[Exercise directions] In the entries below, find the lines that contain the word "Result" and copy them.

--*--

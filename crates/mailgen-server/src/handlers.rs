//! HTTP handlers. Every mail endpoint runs the same gate order: identity,
//! admission, body validation, then the orchestrator (which checks provider
//! configuration before any external call).

use std::sync::Arc;

use axum::body::Bytes;
use axum::extract::State;
use axum::http::StatusCode;
use axum::response::IntoResponse;
use axum::Json;
use mailgen_core::ids::DraftId;
use mailgen_engine::{Admission, AdmissionController, GenerationOrchestrator, SendOrchestrator, SendRequest};
use mailgen_store::Database;
use mailgen_telemetry::MetricsRecorder;
use serde::Serialize;
use tracing::debug;

use crate::auth::CurrentUser;
use crate::error::ApiError;
use crate::server::AppState;
use crate::validation::{parse_body, GenerateEmailRequest, SendEmailRequest};

/// Shared state available to all handlers.
pub struct HandlerState {
    pub db: Database,
    pub admission: Arc<AdmissionController>,
    pub generation: GenerationOrchestrator,
    pub sending: SendOrchestrator,
    pub metrics: Arc<MetricsRecorder>,
}

impl HandlerState {
    fn admit(&self, user: &CurrentUser) -> Result<(), ApiError> {
        match self.admission.check(user.id.as_str()) {
            Admission::Admitted => Ok(()),
            Admission::Rejected { retry_after } => {
                debug!(user_id = %user.id, ?retry_after, "admission rejected");
                Err(ApiError::RateLimited { retry_after })
            }
        }
    }
}

#[derive(Debug, Serialize)]
pub struct GenerateEmailResponse {
    pub id: String,
    pub subject: String,
    pub content: String,
    pub recipients: Vec<String>,
}

#[derive(Debug, Serialize)]
pub struct SendEmailResponse {
    pub success: bool,
    pub message: String,
}

pub async fn generate_email(
    State(state): State<AppState>,
    user: CurrentUser,
    body: Bytes,
) -> Result<Json<GenerateEmailResponse>, ApiError> {
    let hs = &state.handler_state;
    hs.admit(&user)?;

    let req: GenerateEmailRequest =
        parse_body(&body, GenerateEmailRequest::validate).map_err(ApiError::Validation)?;

    let draft = hs
        .generation
        .generate_draft(&user.id, &req.prompt, req.recipients)
        .await?;

    Ok(Json(GenerateEmailResponse {
        id: draft.id.to_string(),
        subject: draft.subject,
        content: draft.content,
        recipients: draft.recipients,
    }))
}

pub async fn send_email(
    State(state): State<AppState>,
    user: CurrentUser,
    body: Bytes,
) -> Result<Json<SendEmailResponse>, ApiError> {
    let hs = &state.handler_state;
    hs.admit(&user)?;

    let req: SendEmailRequest =
        parse_body(&body, SendEmailRequest::validate).map_err(ApiError::Validation)?;

    let report = hs
        .sending
        .send(
            &user.id,
            SendRequest {
                subject: req.subject,
                content: req.content,
                recipients: req.recipients,
                draft_id: req.draft_id.map(DraftId::from_raw),
            },
        )
        .await?;

    Ok(Json(SendEmailResponse {
        success: true,
        message: report.message(),
    }))
}

pub async fn health(State(state): State<AppState>) -> impl IntoResponse {
    let hs = &state.handler_state;
    let db_ok = hs
        .db
        .with_conn(|conn| {
            conn.execute_batch("SELECT 1")?;
            Ok(true)
        })
        .unwrap_or(false);

    let status = if db_ok {
        StatusCode::OK
    } else {
        StatusCode::SERVICE_UNAVAILABLE
    };

    (
        status,
        Json(serde_json::json!({
            "status": if db_ok { "healthy" } else { "degraded" },
            "trackedIdentities": hs.admission.tracked_identities(),
            "version": env!("CARGO_PKG_VERSION"),
        })),
    )
}

pub async fn metrics(State(state): State<AppState>) -> impl IntoResponse {
    Json(state.handler_state.metrics.snapshot())
}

--*--

[Exercise answer]
    fn admit(&self, user: &CurrentUser) -> Result<(), ApiError> {
) -> Result<Json<GenerateEmailResponse>, ApiError> {
) -> Result<Json<SendEmailResponse>, ApiError> {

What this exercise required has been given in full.